Sunday, February 12, 2012

An Idea for a New Book

I am flushing out an idea for a new book and wrote this opening scene. What do you think?

Johnny sat down at his desk and fidgeted a bit before paying attention to Miss Wilson, who stood in the front of the classroom. She held a stick of chalk in her hand and Johnny followed the white point as it moved in the air with her gesticulations. He heard giggling coming from behind him so he twisted around in his chair to sneak a quick glance. Betsy, who sat behind him, and Antonia, who sat next to Betsy were leaning towards each other, covering their mouths hoping to stifle their laughter. Johnny stared in horror at Antonia. Half of her face was scorched. An empty eye socket, red and raw, stretched down what was left of her cheek. White bone poked through blackened flesh. Wisps of burnt curls crumbled into ash on her shoulder.

Then the smell hit. Putrid and stomach turning, Johnny grunted and stood up, knocking his book onto the floor where is landed with a loud bang. He ran out of the room, leaving a stunned class behind.

Two days later Antonia and her family; three brothers, a sister, and her parents, perished when their house burned to the ground.
This was Johnny’s first real memory of his “gift” and the moment when he realized he wasn’t like the other kids.

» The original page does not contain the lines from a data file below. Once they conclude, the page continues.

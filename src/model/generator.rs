use crate::num::Decimal;

use super::condition::Condition;
use super::formula::{Formula, FormulaError};
use super::ids::{GeneratorId, LayerId, ResourceId};
use super::purchasable::Purchasable;
use super::requirement::CostRequirement;
use super::state::StateView;

/// Where a generator's effect flows each tick, scaled by elapsed seconds.
#[derive(Debug, Clone, Copy, Default, PartialEq, Eq)]
pub enum GeneratorOutput {
    /// The effect is only read by other formulas (a multiplier, say).
    #[default]
    None,
    Resource(ResourceId),
    /// Adds to another generator's bonus count.
    Bonus(GeneratorId),
}

#[derive(Debug, Clone, Copy, Default, PartialEq, Eq)]
pub enum PurchaseMode {
    #[default]
    One,
    Max,
}

/// Repeatable purchasable.
///
/// `owned` grows through purchases, `bonus` through other generators feeding
/// it; both persist. The effect formula's variable is `owned + bonus` and is
/// re-evaluated on every read.
#[derive(Debug, Clone)]
pub struct Generator {
    pub key: String,
    pub name: String,
    pub description: String,
    pub layer: LayerId,
    pub cost: CostRequirement,
    pub effect: Formula,
    pub output: GeneratorOutput,
    /// Mode used when the caller does not pick one.
    pub purchase_mode: PurchaseMode,
    pub visibility: Condition,
    owned: Decimal,
    bonus: Decimal,
}

impl Generator {
    pub fn new(key: impl Into<String>, name: impl Into<String>, cost: CostRequirement) -> Self {
        Self {
            key: key.into(),
            name: name.into(),
            description: String::new(),
            layer: LayerId(0),
            cost,
            effect: Formula::variable(),
            output: GeneratorOutput::None,
            purchase_mode: PurchaseMode::One,
            visibility: Condition::Always,
            owned: Decimal::ZERO,
            bonus: Decimal::ZERO,
        }
    }

    pub fn with_description(mut self, description: impl Into<String>) -> Self {
        self.description = description.into();
        self
    }

    pub fn with_effect(mut self, effect: Formula) -> Self {
        self.effect = effect;
        self
    }

    pub fn producing(mut self, resource: ResourceId) -> Self {
        self.output = GeneratorOutput::Resource(resource);
        self
    }

    pub fn feeding(mut self, generator: GeneratorId) -> Self {
        self.output = GeneratorOutput::Bonus(generator);
        self
    }

    pub fn with_purchase_mode(mut self, mode: PurchaseMode) -> Self {
        self.purchase_mode = mode;
        self
    }

    pub fn visible_when(mut self, condition: Condition) -> Self {
        self.visibility = condition;
        self
    }

    pub fn owned(&self) -> Decimal {
        self.owned
    }

    pub fn bonus(&self) -> Decimal {
        self.bonus
    }

    pub fn total(&self) -> Decimal {
        self.owned + self.bonus
    }

    pub fn effect_value<S>(&self, state: &S) -> Result<Decimal, FormulaError>
    where
        S: StateView + ?Sized,
    {
        self.effect.try_evaluate(state, self.total())
    }

    pub fn add_owned(&mut self, count: u64) {
        self.owned += Decimal::from(count);
    }

    pub fn add_bonus(&mut self, amount: Decimal) {
        self.bonus = (self.bonus + amount).max(Decimal::ZERO);
    }

    pub fn reset(&mut self) {
        self.owned = Decimal::ZERO;
        self.bonus = Decimal::ZERO;
    }

    pub fn restore(&mut self, owned: Decimal, bonus: Decimal) {
        self.owned = owned.floor().max(Decimal::ZERO);
        self.bonus = bonus.max(Decimal::ZERO);
    }
}

impl Purchasable for Generator {
    fn requirement(&self) -> &CostRequirement {
        &self.cost
    }

    fn visibility(&self) -> &Condition {
        &self.visibility
    }

    fn purchased_count(&self) -> Decimal {
        self.owned
    }
}

#[cfg(test)]
mod tests {
    use super::{Generator, GeneratorOutput};
    use crate::model::test_support::FixedState;
    use crate::model::{CostRequirement, Formula, GeneratorId, Purchasable, ResourceId};
    use crate::num::Decimal;

    fn alpha_one() -> Generator {
        Generator::new(
            "a.gen.1",
            "Generator α1",
            CostRequirement::new(ResourceId(0), Formula::variable().div(5).floor().pow_base(3)),
        )
        .producing(ResourceId(1))
    }

    #[test]
    fn effect_reads_owned_plus_bonus() {
        let state = FixedState::default();
        let mut generator = alpha_one();
        generator.add_owned(2);
        generator.add_bonus(Decimal::from(0.5));

        assert_eq!(generator.total(), Decimal::from(2.5));
        assert_eq!(generator.effect_value(&state), Ok(Decimal::from(2.5)));
        assert_eq!(generator.output, GeneratorOutput::Resource(ResourceId(1)));
    }

    #[test]
    fn next_cost_tracks_owned_count_only() {
        let state = FixedState::default();
        let mut generator = alpha_one();
        generator.add_owned(5);
        generator.add_bonus(Decimal::from(100));

        assert_eq!(generator.next_cost(&state), Ok(Decimal::from(3)));
    }

    #[test]
    fn reset_and_restore_sanitize_counts() {
        let mut generator = alpha_one().feeding(GeneratorId(4));
        generator.add_owned(3);
        generator.reset();
        assert_eq!(generator.total(), Decimal::ZERO);

        generator.restore(Decimal::from(2.7), Decimal::from(-1));
        assert_eq!(generator.owned(), Decimal::from(2));
        assert_eq!(generator.bonus(), Decimal::ZERO);
        assert_eq!(generator.output, GeneratorOutput::Bonus(GeneratorId(4)));
    }
}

Thursday, October 13, 2011

Self Doubt is an Evil Bitch


I am in a downward spiral of self doubt right now. I usually experience this once or twice a year and no matter how many times I go through it, I'll never get used to it or like it. Self doubt just plain sucks. It's like the mean girl in high school who mocked your outfit (the one you spent the entire previous night picking out) or threw gum in your hair and laughed. Basically, self doubt is an evil bitch.

Rejection has been coming too frequently and the old adage "what doesn't kill you, makes you stronger" can bite me. All I want to be when I grow up is a writer. I'm not asking for a multi-million dollar career here, but to get to the point where I can earn enough to write full time. Right now this dream is as likely as it was for me to get named Homecoming Queen.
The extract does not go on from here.